Something different this week: post-worthy pictures that’ve been taking up hard drive space unseen, some of them for several years.

To wit, this picture of my brother’s daughter Hannah, at my Mom’s place on Christmas Day 1998:

Hannah, Christmas


I had just bought my first digital camera a few months before so this counts as one of the first digital pictures I ever took. Kids this cute can overcome extraordinary expressions of photographic ineptitude.

The rest of this week’s pictures are quite a bit newer: late 2003 to late 2005. I think a large number of the pictures I took with my old camera got either erased or misplaced, an error for which ensuing generations of humans will be genuinely thankful.


Here’s a picture of one of our late great cats, Eldridge, who thoughtfully posed with a pumpkin for Halloween in October of 2003.


Happy Halloween

I’ve got about a dozen other shots of him not posing. He does have the expression which says we oughta be damn grateful for his cooperation.


Next up, a tail light from an early ’50s Cadillac, seen at an antique-car show in Pleasanton in March 2004.


Caddy


Caddy tail fins got to be so much more expressive as the decade wore on.

Here’s a shot from one of my first walks on dirt, at Ed Levin County Park in the summer of 2004:

At Ed Levin County Park


I wouldn’t have much of a portfolio if it weren’t for California’s golden hills and blue skies.

If you ever walk through downtown San Jose, this is a sight you’ll see every 20 minutes or so:


Jet on final approach

These jets fly incredibly close to the buildings downtown. I’m guessing the people flying in on the jets wave to their co-workers in their cubicles. This one’s from September of 2004.


Falling water at Uvas Canyon County Park in January 2005.

Waterfall


Uvas Canyon is the best place in Santa Clara County to see waterfalls.


Something I’m also thankful for: expressive, though expired, trees.


Impressive stump

This one’s at Del Valle Regional Park in Livermore, early spring 2005.


Here’s a shot along the trail at Pinnacles National Monument later in the spring of 2005:


Yellow wildflowers


The Pinnacles are an impressive rock formation, but there’s quite a bit of non-rock things to see.

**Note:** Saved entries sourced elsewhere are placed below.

use anyhow::{anyhow, Result};
use serde::{Deserialize, Serialize};
use std::collections::HashMap;
use std::path::Path;
use std::time::Duration;
use tokio::fs;

use crate::celo::retry::RetryPolicy;

pub const DEFAULT_TIMEOUT_SECS: u64 = 30;

#[derive(Debug, Clone, Serialize, Deserialize)]
#[serde(default)]
pub struct Config {
    pub default_network: String,
    pub custom_network: CustomNetworkConfig,
    /// Replacement RPC URLs for the built-in networks, keyed by network name.
    pub rpc_overrides: HashMap<String, String>,
    pub rpc: RpcConfig,
    pub explorer: ExplorerConfig,
    pub security: SecurityConfig,
}

#[derive(Debug, Clone, Default, Serialize, Deserialize)]
#[serde(default)]
pub struct CustomNetworkConfig {
    pub rpc_url: Option<String>,
    pub chain_id: Option<u64>,
    pub explorer_api_url: Option<String>,
}

#[derive(Debug, Clone, Serialize, Deserialize)]
#[serde(default)]
pub struct RpcConfig {
    /// Deadline for a single RPC round trip; `0` or unset means no deadline.
    pub timeout_secs: Option<u64>,
    pub retry: RetryPolicy,
}

#[derive(Debug, Clone, Default, Serialize, Deserialize)]
#[serde(default)]
pub struct ExplorerConfig {
    pub api_key: Option<String>,
}

#[derive(Debug, Clone, Default, Serialize, Deserialize)]
#[serde(default)]
pub struct SecurityConfig {
    pub allow_write_operations: bool,
}

impl Default for Config {
    fn default() -> Self {
        Self {
            default_network: "mainnet".to_string(),
            custom_network: CustomNetworkConfig::default(),
            rpc_overrides: HashMap::new(),
            rpc: RpcConfig::default(),
            explorer: ExplorerConfig::default(),
            security: SecurityConfig::default(),
        }
    }
}

impl Default for RpcConfig {
    fn default() -> Self {
        Self {
            timeout_secs: Some(DEFAULT_TIMEOUT_SECS),
            retry: RetryPolicy::default(),
        }
    }
}

impl RpcConfig {
    pub fn timeout(&self) -> Option<Duration> {
        self.timeout_secs
            .filter(|secs| *secs > 0)
            .map(Duration::from_secs)
    }
}

impl Config {
    /// Load configuration from a TOML file
    pub async fn load_from_file<P: AsRef<Path>>(path: P) -> Result<Self> {
        let path = path.as_ref();
        let content = fs::read_to_string(path)
            .await
            .map_err(|e| anyhow!("Failed to read config file {:?}: {}", path, e))?;

        Self::from_toml(&content)
            .map_err(|e| anyhow!("Failed to parse config file {:?}: {}", path, e))
    }

    pub fn from_toml(content: &str) -> Result<Self> {
        Ok(toml::from_str(content)?)
    }

    /// Save configuration to a TOML file
    pub async fn save_to_file<P: AsRef<Path>>(&self, path: P) -> Result<()> {
        let path = path.as_ref();
        let content = toml::to_string_pretty(self)
            .map_err(|e| anyhow!("Failed to serialize config: {}", e))?;

        if let Some(parent) = path.parent() {
            if !parent.exists() {
                fs::create_dir_all(parent).await.map_err(|e| {
                    anyhow!("Failed to create config directory {:?}: {}", parent, e)
                })?;
            }
        }

        fs::write(path, content)
            .await
            .map_err(|e| anyhow!("Failed to write config file {:?}: {}", path, e))?;

        Ok(())
    }

    /// Load configuration with fallback to default
    pub async fn load_or_default<P: AsRef<Path>>(path: Option<P>) -> Self {
        let mut config = match path {
            Some(path) => match Self::load_from_file(path).await {
                Ok(config) => {
                    tracing::info!("Loaded configuration from file");
                    config
                }
                Err(e) => {
                    tracing::warn!("Failed to load config file, using defaults: {}", e);
                    Self::default()
                }
            },
            None => Self::default(),
        };

        config.apply_env_vars(|name| std::env::var(name).ok());
        config
    }

    /// Applies `CELO_RPC_URL` and `CELOSCAN_API_KEY` overrides.
    fn apply_env_vars(&mut self, lookup: impl Fn(&str) -> Option<String>) {
        if let Some(rpc_url) = lookup("CELO_RPC_URL") {
            tracing::info!("Using CELO_RPC_URL environment variable for the custom network");
            self.custom_network.rpc_url = Some(rpc_url);
        }

        if let Some(api_key) = lookup("CELOSCAN_API_KEY") {
            tracing::debug!("CELOSCAN_API_KEY found, will be used for explorer queries");
            self.explorer.api_key = Some(api_key);
        } else {
            tracing::debug!("No explorer API key configured, history queries are rate limited");
        }
    }

    /// Get default config file path
    pub fn default_config_path() -> Result<std::path::PathBuf> {
        let config_dir =
            dirs::config_dir().ok_or_else(|| anyhow!("Could not determine config directory"))?;
        Ok(config_dir.join("celo-mcp").join("config.toml"))
    }

    /// Generate a sample configuration file
    pub fn generate_sample() -> String {
        let sample_config = r#"# Celo MCP Server Configuration File

# Network used when a request does not name one: mainnet, alfajores, baklava or custom
default_network = "mainnet"

# Endpoint for the "custom" network. CELO_RPC_URL overrides rpc_url.
# Contract addresses for the custom network are taken from mainnet.
[custom_network]
# rpc_url = "http://localhost:8545"
# chain_id = 42220
# explorer_api_url = "https://api.celoscan.io/api"

# Replacement RPC URLs for the built-in networks
[rpc_overrides]
# mainnet = "https://my-node.example"

# 0 waits indefinitely
[rpc]
timeout_secs = 30

# Retries apply to read-only calls only. max_attempts = 1 disables them.
[rpc.retry]
max_attempts = 1
initial_backoff_ms = 250
max_backoff_ms = 4000

[explorer]
# api_key = "YOUR_API_KEY_HERE"   # or set CELOSCAN_API_KEY

[security]
allow_write_operations = false
"#;
        sample_config.to_string()
    }
}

The wildflowers go crazy every spring.


Next up: The beach at Andrew Molera State Park in Big Sur, south of Carmel, where I camped out in the summer of 2005.

California coastline

The ocean’s blue is sublime down this way.


Speaking of sublime, it’s an apt adjective for the view of San Francisco Bay from Angel Island State Park, seen here in the summer of 2005.


San Francisco Bay

While we’re on the subject of San Francisco, here’s a shot of the downtown as seen through a chain-link fence on a crystal-clear late-autumn day in the fall of 2005.


The city behind a fence

I couldn’t help thinking this must be what the Financial District always looks like to the homeless who sleep on the city’s sidewalks.

Plucking these pix from the archives was no small task — I had to give myself credit for having already posted most of the good ones.